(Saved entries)

┏━━

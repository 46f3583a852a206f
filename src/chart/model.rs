use serde::{Deserialize, Serialize};

/// A single note: when it should be hit and on which lane.
#[derive(Clone, Copy, Debug, PartialEq, Serialize, Deserialize)]
pub struct Note {
    /// Seconds from the start of playback
    pub time: f64,
    pub lane: usize,
}

impl Note {
    pub fn new(time: f64, lane: usize) -> Self {
        Self { time, lane }
    }
}

#[derive(Debug, thiserror::Error, PartialEq)]
pub enum ChartError {
    #[error("note {index} at {time:.3}s uses lane {lane}, but only {lane_count} lanes exist")]
    LaneOutOfRange {
        index: usize,
        time: f64,
        lane: usize,
        lane_count: usize,
    },
    #[error("note {index} at {time:.3}s is earlier than the note before it")]
    OutOfOrder { index: usize, time: f64 },
}

/// Notes ordered by time, as produced by [`crate::chart::ChartGenerator`].
#[derive(Clone, Debug, Default, PartialEq, Serialize, Deserialize)]
pub struct Chart {
    pub notes: Vec<Note>,
}

impl Chart {
    pub fn new(notes: Vec<Note>) -> Self {
        Self { notes }
    }

    pub fn len(&self) -> usize {
        self.notes.len()
    }

    pub fn is_empty(&self) -> bool {
        self.notes.is_empty()
    }

    /// Time of the last note, or 0 for an empty chart.
    pub fn end_time(&self) -> f64 {
        self.notes.last().map_or(0.0, |n| n.time)
    }

    /// Check lane range and time ordering, e.g. for charts loaded from disk.
    pub fn validate(&self, lane_count: usize) -> Result<(), ChartError> {
        for (index, note) in self.notes.iter().enumerate() {
            if note.lane >= lane_count {
                return Err(ChartError::LaneOutOfRange {
                    index,
                    time: note.time,
                    lane: note.lane,
                    lane_count,
                });
            }
            if index > 0 && note.time < self.notes[index - 1].time {
                return Err(ChartError::OutOfOrder { index, time: note.time });
            }
        }
        Ok(())
    }

    pub fn notes_in_lane(&self, lane: usize) -> impl Iterator<Item = &Note> {
        self.notes.iter().filter(move |n| n.lane == lane)
    }
}

#[cfg(test)]
mod tests {
    use super::*;

    #[test]
    fn json_shape() {
        let chart = Chart::new(vec![Note::new(1.5, 2)]);
        let json = serde_json::to_string(&chart).unwrap();
        assert_eq!(json, r#"{"notes":[{"time":1.5,"lane":2}]}"#);
        let back: Chart = serde_json::from_str(&json).unwrap();
        assert_eq!(back, chart);
    }

    #[test]
    fn validate_catches_bad_lane_and_order() {
        let chart = Chart::new(vec![Note::new(0.0, 0), Note::new(1.0, 4)]);
        assert!(matches!(
            chart.validate(4),
            Err(ChartError::LaneOutOfRange { index: 1, lane: 4, .. })
        ));

        let chart = Chart::new(vec![Note::new(1.0, 0), Note::new(0.5, 1)]);
        assert_eq!(
            chart.validate(4),
            Err(ChartError::OutOfOrder { index: 1, time: 0.5 })
        );

        assert!(Chart::default().validate(4).is_ok());
    }

    #[test]
    fn end_time() {
        assert_eq!(Chart::default().end_time(), 0.0);
        let chart = Chart::new(vec![Note::new(0.2, 0), Note::new(3.0, 1)]);
        assert_eq!(chart.end_time(), 3.0);
        assert_eq!(chart.notes_in_lane(1).count(), 1);
    }
}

┗━━

§ Action item:
Each entry above needs to be retyped exactly as it appears.

§ Response to this task:
repository 46f3583a852a206f
filename src/chart/model.rs
use serde::{Deserialize, Serialize};

/// A single note: when it should be hit and on which lane.
#[derive(Clone, Copy, Debug, PartialEq, Serialize, Deserialize)]
pub struct Note {
    /// Seconds from the start of playback
    pub time: f64,
    pub lane: usize,
}

impl Note {
    pub fn new(time: f64, lane: usize) -> Self {
        Self { time, lane }
    }
}

#[derive(Debug, thiserror::Error, PartialEq)]
pub enum ChartError {
    #[error("note {index} at {time:.3}s uses lane {lane}, but only {lane_count} lanes exist")]
    LaneOutOfRange {
        index: usize,
        time: f64,
        lane: usize,
        lane_count: usize,
    },
    #[error("note {index} at {time:.3}s is earlier than the note before it")]
    OutOfOrder { index: usize, time: f64 },
}

/// Notes ordered by time, as produced by [`crate::chart::ChartGenerator`].
#[derive(Clone, Debug, Default, PartialEq, Serialize, Deserialize)]
pub struct Chart {
    pub notes: Vec<Note>,
}

impl Chart {
    pub fn new(notes: Vec<Note>) -> Self {
        Self { notes }
    }

    pub fn len(&self) -> usize {
        self.notes.len()
    }

    pub fn is_empty(&self) -> bool {
        self.notes.is_empty()
    }

    /// Time of the last note, or 0 for an empty chart.
    pub fn end_time(&self) -> f64 {
        self.notes.last().map_or(0.0, |n| n.time)
    }

    /// Check lane range and time ordering, e.g. for charts loaded from disk.
    pub fn validate(&self, lane_count: usize) -> Result<(), ChartError> {
        for (index, note) in self.notes.iter().enumerate() {
            if note.lane >= lane_count {
                return Err(ChartError::LaneOutOfRange {
                    index,
                    time: note.time,
                    lane: note.lane,
                    lane_count,
                });
            }
            if index > 0 && note.time < self.notes[index - 1].time {
                return Err(ChartError::OutOfOrder { index, time: note.time });
            }
        }
        Ok(())
    }

    pub fn notes_in_lane(&self, lane: usize) -> impl Iterator<Item = &Note> {
        self.notes.iter().filter(move |n| n.lane == lane)
    }
}

#[cfg(test)]
mod tests {
    use super::*;

    #[test]
    fn json_shape() {
        let chart = Chart::new(vec![Note::new(1.5, 2)]);
        let json = serde_json::to_string(&chart).unwrap();
        assert_eq!(json, r#"{"notes":[{"time":1.5,"lane":2}]}"#);
        let back: Chart = serde_json::from_str(&json).unwrap();
        assert_eq!(back, chart);
    }

    #[test]
    fn validate_catches_bad_lane_and_order() {
        let chart = Chart::new(vec![Note::new(0.0, 0), Note::new(1.0, 4)]);
        assert!(matches!(
            chart.validate(4),
            Err(ChartError::LaneOutOfRange { index: 1, lane: 4, .. })
        ));

        let chart = Chart::new(vec![Note::new(1.0, 0), Note::new(0.5, 1)]);
        assert_eq!(
            chart.validate(4),
            Err(ChartError::OutOfOrder { index: 1, time: 0.5 })
        );

        assert!(Chart::default().validate(4).is_ok());
    }

    #[test]
    fn end_time() {
        assert_eq!(Chart::default().end_time(), 0.0);
        let chart = Chart::new(vec![Note::new(0.2, 0), Note::new(3.0, 1)]);
        assert_eq!(chart.end_time(), 3.0);
        assert_eq!(chart.notes_in_lane(1).count(), 1);
    }
}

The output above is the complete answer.